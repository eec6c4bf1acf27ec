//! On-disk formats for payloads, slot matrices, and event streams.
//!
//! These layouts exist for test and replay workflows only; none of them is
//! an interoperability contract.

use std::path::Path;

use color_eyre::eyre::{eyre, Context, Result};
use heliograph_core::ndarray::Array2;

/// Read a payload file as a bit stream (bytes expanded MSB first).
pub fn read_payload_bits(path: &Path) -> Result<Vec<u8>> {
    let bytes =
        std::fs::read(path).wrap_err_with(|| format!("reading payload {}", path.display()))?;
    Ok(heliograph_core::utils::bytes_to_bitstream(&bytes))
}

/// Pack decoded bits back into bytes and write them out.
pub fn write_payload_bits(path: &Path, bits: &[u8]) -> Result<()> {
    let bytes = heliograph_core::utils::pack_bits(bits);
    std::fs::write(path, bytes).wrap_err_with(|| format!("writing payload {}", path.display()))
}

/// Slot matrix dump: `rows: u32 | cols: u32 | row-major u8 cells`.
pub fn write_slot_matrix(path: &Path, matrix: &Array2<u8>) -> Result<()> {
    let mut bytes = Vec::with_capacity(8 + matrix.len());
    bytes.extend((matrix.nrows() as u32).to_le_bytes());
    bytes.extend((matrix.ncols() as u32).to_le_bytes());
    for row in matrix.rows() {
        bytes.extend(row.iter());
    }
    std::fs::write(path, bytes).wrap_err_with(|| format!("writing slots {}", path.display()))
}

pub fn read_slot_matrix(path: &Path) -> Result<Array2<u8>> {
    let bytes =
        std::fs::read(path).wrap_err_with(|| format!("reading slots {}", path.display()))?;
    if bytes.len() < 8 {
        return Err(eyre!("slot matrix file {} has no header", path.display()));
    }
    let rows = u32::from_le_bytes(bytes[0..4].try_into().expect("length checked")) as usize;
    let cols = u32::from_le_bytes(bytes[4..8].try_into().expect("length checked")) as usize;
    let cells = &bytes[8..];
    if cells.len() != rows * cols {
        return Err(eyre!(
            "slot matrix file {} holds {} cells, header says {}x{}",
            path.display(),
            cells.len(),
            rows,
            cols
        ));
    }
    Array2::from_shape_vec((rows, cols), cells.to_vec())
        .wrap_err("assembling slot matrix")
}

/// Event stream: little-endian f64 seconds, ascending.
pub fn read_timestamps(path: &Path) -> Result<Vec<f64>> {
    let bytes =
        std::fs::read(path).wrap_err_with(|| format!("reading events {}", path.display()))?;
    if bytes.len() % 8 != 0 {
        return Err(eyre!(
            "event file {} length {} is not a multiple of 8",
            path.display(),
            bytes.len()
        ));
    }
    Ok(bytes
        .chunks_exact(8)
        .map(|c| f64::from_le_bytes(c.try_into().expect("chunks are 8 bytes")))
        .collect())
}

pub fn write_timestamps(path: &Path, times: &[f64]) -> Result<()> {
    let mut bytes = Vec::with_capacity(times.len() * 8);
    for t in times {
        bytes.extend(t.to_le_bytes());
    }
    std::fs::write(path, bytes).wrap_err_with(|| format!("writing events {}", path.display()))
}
-*-
EXERCISE BRIEF: For the material above, the answer must be only the number of lines holding the word "display".

RESULT OF THIS TASK: 9